RECORDS FOR THE EXERCISE:
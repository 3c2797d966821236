// src/error.rs

use axum::{
    Json,
    http::StatusCode,
    response::{IntoResponse, Response},
};
use serde_json::json;
use std::fmt;

use crate::attempt::AttemptError;

pub const NO_ACTIVE_ATTEMPT: &str = "No active quiz session. Please start a new quiz.";

/// Application-wide error type.
///
/// JSON endpoints return it directly; page handlers usually turn the
/// recoverable variants into a flash message plus a redirect instead.
#[derive(Debug)]
pub enum AppError {
    // 500 Internal Server Error
    InternalServerError(String),

    // 400 Bad Request (malformed input, out-of-range index)
    BadRequest(String),

    // 400 Bad Request, JSON quiz endpoints called without an attempt
    NoActiveAttempt,

    // 401 Unauthorized
    AuthError(String),

    // 404 Not Found
    NotFound(String),
}

impl fmt::Display for AppError {
    fn fmt(&self, f: &mut fmt::Formatter<'_>) -> fmt::Result {
        match self {
            AppError::InternalServerError(msg) => write!(f, "internal error: {msg}"),
            AppError::BadRequest(msg) => write!(f, "bad request: {msg}"),
            AppError::NoActiveAttempt => f.write_str(NO_ACTIVE_ATTEMPT),
            AppError::AuthError(msg) => write!(f, "unauthorized: {msg}"),
            AppError::NotFound(msg) => write!(f, "not found: {msg}"),
        }
    }
}

impl std::error::Error for AppError {}

/// Converts the error into a JSON `{ "error": ... }` body with the matching status code.
/// Internal failures are logged; the client only sees a generic message.
impl IntoResponse for AppError {
    fn into_response(self) -> Response {
        let (status, error_message) = match self {
            AppError::InternalServerError(msg) => {
                tracing::error!("Internal Server Error: {}", msg);
                (
                    StatusCode::INTERNAL_SERVER_ERROR,
                    "Internal Server Error".to_string(),
                )
            }
            AppError::BadRequest(msg) => (StatusCode::BAD_REQUEST, msg),
            AppError::NoActiveAttempt => (StatusCode::BAD_REQUEST, NO_ACTIVE_ATTEMPT.to_string()),
            AppError::AuthError(msg) => (StatusCode::UNAUTHORIZED, msg),
            AppError::NotFound(msg) => (StatusCode::NOT_FOUND, msg),
        };
        let body = Json(json!({
            "error": error_message,
        }));

        (status, body).into_response()
    }
}

impl From<sqlx::Error> for AppError {
    fn from(err: sqlx::Error) -> Self {
        AppError::InternalServerError(err.to_string())
    }
}

impl From<AttemptError> for AppError {
    fn from(err: AttemptError) -> Self {
        match err {
            AttemptError::QuizNotFound => AppError::NotFound("Quiz not found".to_string()),
            AttemptError::NoQuestions => {
                AppError::NotFound("This quiz has no questions yet".to_string())
            }
            AttemptError::NoActiveAttempt => AppError::NoActiveAttempt,
            AttemptError::OutOfRange { .. } => {
                AppError::BadRequest("Invalid question number".to_string())
            }
            AttemptError::Store(msg) => AppError::InternalServerError(msg),
        }
    }
}
// src/lib.rs

pub mod attempt;
pub mod config;
pub mod error;
pub mod handlers;
pub mod models;
pub mod routes;
pub mod session;
pub mod state;
pub mod store;
pub mod utils;

pub use routes::create_router;
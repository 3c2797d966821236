// src/models/quiz.rs

use chrono::NaiveDateTime;
use serde::{Deserialize, Serialize};
use sqlx::FromRow;

/// Represents the 'quizzes' table in the database.
#[derive(Debug, Clone, FromRow, Serialize, Deserialize)]
pub struct Quiz {
    pub id: i64,
    pub title: String,
    pub description: Option<String>,
    pub category_id: i64,

    /// Free-form label: 'Easy', 'Medium', 'Hard'.
    pub difficulty: String,

    /// Overall time limit in seconds. Informational only.
    pub time_limit: i64,

    /// Creating user. Seeded quizzes have none.
    pub created_by: Option<i64>,

    pub is_public: bool,
    pub plays_count: i64,

    /// Written at seed time only.
    pub average_score: f64,

    pub created_at: NaiveDateTime,
}

/// Quiz row annotated with its question count (category listing).
#[derive(Debug, Clone, FromRow, Serialize)]
pub struct QuizSummary {
    #[sqlx(flatten)]
    #[serde(flatten)]
    pub quiz: Quiz,
    pub question_count: i64,
}

/// Quiz joined with its category's display name and icon.
#[derive(Debug, Clone, FromRow, Serialize)]
pub struct QuizDetail {
    #[sqlx(flatten)]
    #[serde(flatten)]
    pub quiz: Quiz,
    pub category_name: String,
    pub category_icon: String,
}

/// Headline shown on the results page.
#[derive(Debug, Clone, Serialize, PartialEq)]
pub struct QuizInfo {
    pub title: String,
    pub category_name: String,
    pub category_icon: String,
}

impl From<&QuizDetail> for QuizInfo {
    fn from(detail: &QuizDetail) -> Self {
        QuizInfo {
            title: detail.quiz.title.clone(),
            category_name: detail.category_name.clone(),
            category_icon: detail.category_icon.clone(),
        }
    }
}
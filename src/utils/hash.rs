// src/utils/hash.rs

use argon2::{
    Argon2,
    password_hash::{PasswordHash, PasswordHasher, PasswordVerifier, SaltString, rand_core::OsRng},
};
use crate::error::AppError;

/// Hashes a password with Argon2 and a random salt (PHC string format).
pub fn hash_password(password: &str) -> Result<String, AppError> {
    let salt = SaltString::generate(&mut OsRng);

    let password_hash = Argon2::default()
        .hash_password(password.as_bytes(), &salt)
        .map_err(|e| AppError::InternalServerError(e.to_string()))?
        .to_string();

    Ok(password_hash)
}

/// Checks `password` against a stored hash.
/// A stored value that is not a PHC hash never matches.
pub fn verify_password(password: &str, password_hash: &str) -> bool {
    let Ok(parsed_hash) = PasswordHash::new(password_hash) else {
        tracing::warn!("Stored password is not a valid Argon2 hash");
        return false;
    };

    Argon2::default()
        .verify_password(password.as_bytes(), &parsed_hash)
        .is_ok()
}
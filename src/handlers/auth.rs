// src/handlers/auth.rs

use axum::{
    Extension, Form,
    extract::State,
    response::{IntoResponse, Redirect, Response},
};
use validator::Validate;

use crate::{
    error::AppError,
    handlers::flash_redirect,
    models::user::{AuthForm, LoginRequest, RegisterRequest},
    session::{FlashLevel, Session, SessionUser},
    state::AppState,
    utils::hash::{hash_password, verify_password},
};

const DUPLICATE_USER: &str = "Username or email already exists";
const BAD_CREDENTIALS: &str = "Invalid username or password";

/// Handles the `/auth` form: `action=register` or `action=login`.
pub async fn submit(
    State(state): State<AppState>,
    Extension(session): Extension<Session>,
    Form(form): Form<AuthForm>,
) -> Result<Response, AppError> {
    match form.action.as_deref() {
        Some("register") => match form.registration() {
            Some(req) => register(&state, &session, req).await,
            None => Ok(flash_redirect(
                &session,
                FlashLevel::Danger,
                "All fields are required",
                "/auth",
            )),
        },
        Some("login") => login(&state, &session, form.login()).await,
        other => {
            tracing::debug!("Ignoring auth form with action {:?}", other);
            Ok(Redirect::to("/auth").into_response())
        }
    }
}

/// Registers a new user and signs them in.
///
/// Hashes the password using Argon2 before storing it.
/// Duplicate usernames or emails are reported as a flash, without signing in.
async fn register(
    state: &AppState,
    session: &Session,
    req: RegisterRequest,
) -> Result<Response, AppError> {
    if let Err(validation_errors) = req.validate() {
        tracing::debug!("Registration rejected: {}", validation_errors);
        let message = first_validation_message(&validation_errors)
            .unwrap_or_else(|| validation_errors.to_string());
        return Ok(flash_redirect(session, FlashLevel::Danger, message, "/auth"));
    }

    if state.store.user_exists(&req.username, &req.email).await? {
        return Ok(flash_redirect(session, FlashLevel::Danger, DUPLICATE_USER, "/auth"));
    }

    let hashed_password = hash_password(&req.password)?;

    let user = match state
        .store
        .create_user(&req.username, &req.email, &hashed_password)
        .await
    {
        Ok(user) => user,
        // Lost a race against a concurrent registration.
        Err(e) if is_unique_violation(&e) => {
            return Ok(flash_redirect(session, FlashLevel::Danger, DUPLICATE_USER, "/auth"));
        }
        Err(e) => {
            tracing::error!("Failed to register user: {:?}", e);
            return Err(AppError::from(e));
        }
    };

    tracing::info!("Registered user {} ({})", user.username, user.id);
    session.sign_in(SessionUser {
        id: user.id,
        username: user.username.clone(),
    });

    Ok(flash_redirect(
        session,
        FlashLevel::Success,
        format!("Welcome to QuizMaster Pro, {}!", user.username),
        "/dashboard",
    ))
}

/// Authenticates a user against the stored Argon2 hash.
async fn login(
    state: &AppState,
    session: &Session,
    req: LoginRequest,
) -> Result<Response, AppError> {
    if req.validate().is_err() {
        return Ok(flash_redirect(session, FlashLevel::Danger, BAD_CREDENTIALS, "/auth"));
    }

    let user = state.store.find_user_by_username(&req.username).await?;

    match user {
        Some(user) if verify_password(&req.password, &user.password) => {
            tracing::info!("User {} logged in", user.id);
            session.sign_in(SessionUser {
                id: user.id,
                username: user.username.clone(),
            });
            Ok(flash_redirect(
                session,
                FlashLevel::Success,
                format!("Welcome back, {}!", user.username),
                "/dashboard",
            ))
        }
        _ => Ok(flash_redirect(session, FlashLevel::Danger, BAD_CREDENTIALS, "/auth")),
    }
}

fn first_validation_message(errors: &validator::ValidationErrors) -> Option<String> {
    errors
        .field_errors()
        .values()
        .flat_map(|errs| errs.iter())
        .find_map(|e| e.message.as_ref().map(|m| m.to_string()))
}

fn is_unique_violation(err: &sqlx::Error) -> bool {
    err.as_database_error()
        .is_some_and(|db| db.is_unique_violation())
}
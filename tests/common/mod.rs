// tests/common/mod.rs

#![allow(dead_code)]

use std::sync::Arc;

use quizmaster::{
    config::Config,
    routes,
    state::AppState,
    store::{MIGRATOR, SqliteCatalog, connect_pool},
};
use reqwest::{Client, Response, redirect::Policy};

pub struct TestApp {
    pub address: String,
    pub catalog: SqliteCatalog,
}

/// Spawns the app on a random port, backed by a seeded in-memory database.
pub async fn spawn_app() -> TestApp {
    // 1. One connection keeps the in-memory database alive and shared
    let pool = connect_pool("sqlite::memory:", 1)
        .await
        .expect("Failed to open in-memory SQLite");

    // 2. Run migrations and seed the catalog
    MIGRATOR
        .run(&pool)
        .await
        .expect("Failed to migrate database");

    let catalog = SqliteCatalog::new(pool);
    catalog.seed_if_empty().await.expect("Failed to seed catalog");

    // 3. Create test configuration and state
    let config = Config {
        database_url: "sqlite::memory:".to_string(),
        session_secret: "test_secret_for_integration_tests".to_string(),
        session_ttl: 600,
        rust_log: "error".to_string(),
        bind_addr: "127.0.0.1:0".to_string(),
    };

    let state = AppState::new(Arc::new(catalog.clone()), config);
    let app = routes::create_router(state);

    // 4. Bind to port 0 to get a random available port
    let listener = tokio::net::TcpListener::bind("127.0.0.1:0")
        .await
        .expect("Failed to bind random port");

    let port = listener.local_addr().unwrap().port();
    let address = format!("http://127.0.0.1:{}", port);

    // 5. Spawn the server in the background
    tokio::spawn(async move {
        axum::serve(listener, app).await.unwrap();
    });

    TestApp { address, catalog }
}

/// A browser-like client: keeps cookies, does not follow redirects.
pub fn browser() -> Client {
    Client::builder()
        .cookie_store(true)
        .redirect(Policy::none())
        .build()
        .expect("Failed to build client")
}

pub fn unique_name(prefix: &str) -> String {
    format!("{}_{}", prefix, &uuid::Uuid::new_v4().to_string()[..8])
}

pub fn location(response: &Response) -> String {
    response
        .headers()
        .get("location")
        .and_then(|v| v.to_str().ok())
        .unwrap_or_default()
        .to_string()
}

impl TestApp {
    pub fn url(&self, path: &str) -> String {
        format!("{}{}", self.address, path)
    }

    pub async fn register(&self, client: &Client, username: &str, email: &str) -> Response {
        client
            .post(self.url("/auth"))
            .form(&[
                ("action", "register"),
                ("username", username),
                ("email", email),
                ("password", "password123"),
            ])
            .send()
            .await
            .expect("Register request failed")
    }

    pub async fn login(&self, client: &Client, username: &str, password: &str) -> Response {
        client
            .post(self.url("/auth"))
            .form(&[
                ("action", "login"),
                ("username", username),
                ("password", password),
            ])
            .send()
            .await
            .expect("Login request failed")
    }

    /// Registers a fresh user on `client` and returns the username.
    pub async fn signed_in_user(&self, client: &Client) -> String {
        let username = unique_name("u");
        let response = self
            .register(client, &username, &format!("{username}@example.com"))
            .await;
        assert_eq!(location(&response), "/dashboard");
        username
    }

    pub async fn get_json(&self, client: &Client, path: &str) -> (u16, serde_json::Value) {
        let response = client
            .get(self.url(path))
            .send()
            .await
            .expect("Request failed");
        let status = response.status().as_u16();
        let body = response.json().await.unwrap_or(serde_json::Value::Null);
        (status, body)
    }

    /// Flash messages currently queued for the client's session.
    pub async fn flashes(&self, client: &Client) -> Vec<String> {
        let (_, body) = self.get_json(client, "/auth").await;
        body["messages"]
            .as_array()
            .map(|messages| {
                messages
                    .iter()
                    .filter_map(|m| m["message"].as_str().map(str::to_string))
                    .collect()
            })
            .unwrap_or_default()
    }

    pub async fn quiz_id_by_title(&self, title: &str) -> i64 {
        sqlx::query_scalar("SELECT id FROM quizzes WHERE title = ?")
            .bind(title)
            .fetch_one(self.catalog.pool())
            .await
            .expect("Quiz not seeded")
    }
}
// src/state.rs

use std::sync::Arc;

use axum::extract::FromRef;

use crate::{config::Config, session::SessionStore, store::CatalogStore};

#[derive(Clone)]
pub struct AppState {
    pub store: Arc<dyn CatalogStore>,
    pub sessions: SessionStore,
    pub config: Config,
}

impl AppState {
    pub fn new(store: Arc<dyn CatalogStore>, config: Config) -> Self {
        Self {
            store,
            sessions: SessionStore::new(),
            config,
        }
    }
}

impl FromRef<AppState> for Arc<dyn CatalogStore> {
    fn from_ref(state: &AppState) -> Self {
        state.store.clone()
    }
}

impl FromRef<AppState> for SessionStore {
    fn from_ref(state: &AppState) -> Self {
        state.sessions.clone()
    }
}

impl FromRef<AppState> for Config {
    fn from_ref(state: &AppState) -> Self {
        state.config.clone()
    }
}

WORK INSTRUCTION: Pull every line containing the word "listener" out of the material and copy it.

SOLUTION TO THIS TASK:
    let listener = tokio::net::TcpListener::bind("127.0.0.1:0")
    let port = listener.local_addr().unwrap().port();
        axum::serve(listener, app).await.unwrap();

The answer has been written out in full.